La discipline consiste à écrire ces limites avant de consulter le résultat final. Une conclusion négative ou incertaine n’est pas un échec : elle évite de transformer le bruit historique en décision coûteuse.
Lire un résultat qui confirme
ou contredit — l’intuition
Si le résultat paraît confirmer l’idée, commence par rechercher ce qui pourrait l’expliquer autrement : annualisation mécanique et maximum unique constituent ici deux contrôles prioritaires. Vérifie ensuite si l’effet existe encore après coûts, sur des paramètres voisins et sur une période qui n’a guidé aucune décision. Une confirmation qui disparaît dès qu’un détail raisonnable change est une piste d’exploration, pas une base d’action.
Si le résultat contredit l’intuition, ne déplace pas immédiatement le seuil. Vérifie d’abord les données et la chronologie, puis accepte l’hypothèse nulle comme issue possible. Pour « Métriques de performance et distribution des résultats », une absence d’effet peut signifier que le phénomène est descriptif, trop faible face aux coûts, propre à un sous-régime ou simplement absent dans l’échantillon. Chacune de ces explications exige une nouvelle expérience identifiée, jamais une retouche silencieuse.
Exercice
- Calcule rendement brut, net et benchmark d’une série de trades.
- Produis moyenne, médiane, quantiles 5/95 %, asymétrie et pertes extrêmes.
- Calcule drawdown maximal, durée maximale et temps de récupération.
- Décompose taux de réussite, payoff, espérance et turnover.
- Rédige une conclusion qui mentionne au moins trois incertitudes.
Afficher le corrigé détaillé
Le tableau attendu conserve la même fréquence et la même devise. La performance nette applique les coûts au moment des transactions. Les drawdowns sont calculés depuis le sommet courant, et la durée se mesure jusqu’au retour à un nouveau sommet. L’espérance par trade est p×gain moyen − (1−p)×perte moyenne. La conclusion ne classe pas la stratégie avec un seul chiffre : elle relève la concentration des gains, l’effet des coûts, le pire épisode, l’exposition et la taille effective de l’échantillon.

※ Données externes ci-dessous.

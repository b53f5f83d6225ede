use tracing_subscriber::{EnvFilter, layer::SubscriberExt, util::SubscriberInitExt};

/// Install the global subscriber. `LOG_FORMAT=pretty` gives human-readable
/// output; anything else logs structured JSON.
pub fn init_tracing() {
    let log_format = std::env::var("LOG_FORMAT").unwrap_or_else(|_| "json".to_string());
    let env_filter = EnvFilter::try_from_default_env()
        .unwrap_or_else(|_| "diagnosis_service=debug,case_flow=debug,tower_http=debug".into());

    match log_format.as_str() {
        "pretty" => {
            tracing_subscriber::registry()
                .with(env_filter)
                .with(tracing_subscriber::fmt::layer().pretty())
                .init();
        }
        _ => {
            tracing_subscriber::registry()
                .with(env_filter)
                .with(
                    tracing_subscriber::fmt::layer()
                        .json()
                        .with_target(true)
                        .with_level(true),
                )
                .init();
        }
    }
}
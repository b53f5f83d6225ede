pub mod config;
pub mod models;
pub mod ports;
pub mod prompts;
pub mod routers;
pub mod service;
pub mod session;
pub mod tasks;
pub mod telemetry;
pub mod workflow;

pub use config::{ConfigError, ServiceConfig};
pub use models::*;
pub use service::{AppState, create_app};
pub use session::{ConsultationManager, SessionError};
pub use workflow::{
    Ports, WorkflowMode, build_diagnostic_workflow, create_case_session, create_flow_runner,
};
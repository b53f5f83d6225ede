use async_trait::async_trait;
use case_flow::{NextAction, Result, Task, TaskResult};
use serde::Deserialize;
use serde_json::json;
use std::sync::Arc;
use tracing::{info, warn};

use super::ids;
use crate::models::{AnalysisRecord, CaseRecord, CaseUpdate, Specialist};
use crate::ports::{ReasoningPort, ReasoningTask, parse_response};

#[derive(Deserialize)]
struct TriageDecision {
    department: Option<String>,
}

/// Picks the specialist for the primary complaint. Runs again after every
/// interview round, so the department can change mid-case.
pub struct TriageTask {
    reasoning: Arc<dyn ReasoningPort>,
}

impl TriageTask {
    pub fn new(reasoning: Arc<dyn ReasoningPort>) -> Self {
        Self { reasoning }
    }

    async fn classify(&self, complaint: &str) -> Specialist {
        let raw = match self
            .reasoning
            .invoke(ReasoningTask::Triage, json!({ "primary_complaint": complaint }))
            .await
        {
            Ok(raw) => raw,
            Err(e) => {
                warn!(task_id = %self.id(), error = %e, "Triage unavailable, defaulting to general medicine");
                return Specialist::GeneralMedicine;
            }
        };

        match parse_response::<TriageDecision>(&raw) {
            Ok(TriageDecision {
                department: Some(department),
            }) => Specialist::from_department(&department).unwrap_or_else(|| {
                warn!(task_id = %self.id(), department = %department, "Unknown department, defaulting to general medicine");
                Specialist::GeneralMedicine
            }),
            Ok(TriageDecision { department: None }) => Specialist::GeneralMedicine,
            Err(failure) => {
                warn!(task_id = %self.id(), error = %failure, "Triage output unparseable, defaulting to general medicine");
                Specialist::GeneralMedicine
            }
        }
    }
}

#[async_trait]
impl Task<CaseRecord> for TriageTask {
    fn id(&self) -> &str {
        ids::TRIAGE_ROUTER
    }

    async fn run(&self, case: &CaseRecord) -> Result<TaskResult<CaseUpdate>> {
        // the placeholder marks the start of the analysis history; later
        // passes through triage leave it alone
        let append_history = if case.analysis_history.iter().any(AnalysisRecord::is_pending) {
            Vec::new()
        } else {
            vec![AnalysisRecord::triage_placeholder()]
        };

        let specialist = self.classify(&case.raw_input.symptoms).await;
        if let Some(previous) = case.diagnosis_path.filter(|previous| *previous != specialist) {
            info!(task_id = %self.id(), from = %previous, to = %specialist, "Case re-routed");
        }
        info!(task_id = %self.id(), %specialist, "Routing case");

        let update = CaseUpdate {
            diagnosis_path: Some(specialist),
            append_history,
            ..Default::default()
        };
        Ok(TaskResult::new(update, NextAction::ContinueAndExecute)
            .with_status(format!("Routed to {}", specialist.title())))
    }
}

#[cfg(test)]
mod tests {
    use super::*;
    use crate::models::PatientIntake;
    use crate::tasks::stubs::ScriptedReasoner;
    use case_flow::GraphState;

    fn case(symptoms: &str) -> CaseRecord {
        CaseRecord::new(PatientIntake {
            symptoms: symptoms.to_string(),
            ..Default::default()
        })
    }

    async fn triage(reasoning: ScriptedReasoner, record: &mut CaseRecord) {
        let result = TriageTask::new(Arc::new(reasoning)).run(record).await.unwrap();
        record.apply(result.update).unwrap();
    }

    #[tokio::test]
    async fn test_chest_pain_routes_to_cardiology() {
        let reasoning = ScriptedReasoner::default().reply(ReasoningTask::Triage, r#"{"department":"cardiology"}"#);
        let mut record = case("chest pain and palpitations");
        triage(reasoning, &mut record).await;

        assert_eq!(record.diagnosis_path, Some(Specialist::Cardiology));
        assert_eq!(record.analysis_history, vec![AnalysisRecord::triage_placeholder()]);
    }

    #[tokio::test]
    async fn test_bad_output_defaults_to_general_medicine() {
        for reply in ["cardiology, probably", r#"{"department":"neurology"}"#, "{}"] {
            let mut record = case("headache");
            triage(ScriptedReasoner::default().reply(ReasoningTask::Triage, reply), &mut record).await;
            assert_eq!(record.diagnosis_path, Some(Specialist::GeneralMedicine), "reply: {reply}");
        }

        let mut record = case("headache");
        triage(ScriptedReasoner::default().fail(ReasoningTask::Triage, "503"), &mut record).await;
        assert_eq!(record.diagnosis_path, Some(Specialist::GeneralMedicine));
    }

    #[tokio::test]
    async fn test_placeholder_written_once_across_passes() {
        let mut record = case("rash");
        triage(
            ScriptedReasoner::default().reply(ReasoningTask::Triage, r#"{"department":"dermatology"}"#),
            &mut record,
        )
        .await;
        triage(
            ScriptedReasoner::default().reply(ReasoningTask::Triage, r#"{"department":"general_medicine"}"#),
            &mut record,
        )
        .await;

        assert_eq!(record.analysis_history.len(), 1);
        assert_eq!(record.diagnosis_path, Some(Specialist::GeneralMedicine));
    }
}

Le corrigé décrit une méthode, pas une unique valeur à mémoriser. Si ton résultat diffère, vérifie d’abord les unités, le calendrier, la définition des variables et l’instant où l’information devient disponible ; documente ensuite toute hypothèse alternative.
VÉRIFIER SA COMPRÉHENSION
Quiz corrigé
01Un taux de réussite de 80 % garantit-il une espérance positive ?
Non. La taille des pertes peut dominer.
02Le max drawdown est-il une borne future ?
Non. C’est le pire épisode observé dans l’échantillon.
03Pourquoi rapporter l’exposition ?
Pour comparer le rendement au capital et au temps réellement à risque.
04Sharpe de 2 prouve-t-il la robustesse ?
Non. Il dépend de l’échantillon, des hypothèses et de la sélection.
05Pourquoi la durée du drawdown compte-t-elle ?
Parce qu’une perte longue affecte liquidité, comportement et capacité à maintenir la stratégie.
À retenir
- Rendement final et expérience de risque sont différents.
- Taux de réussite et payoff doivent être lus ensemble.
- Le drawdown possède profondeur et durée.
- Exposition et cash rendent les comparaisons honnêtes.
- La dépendance réduit la taille effective de l’échantillon.
- L’incertitude doit accompagner chaque métrique centrale.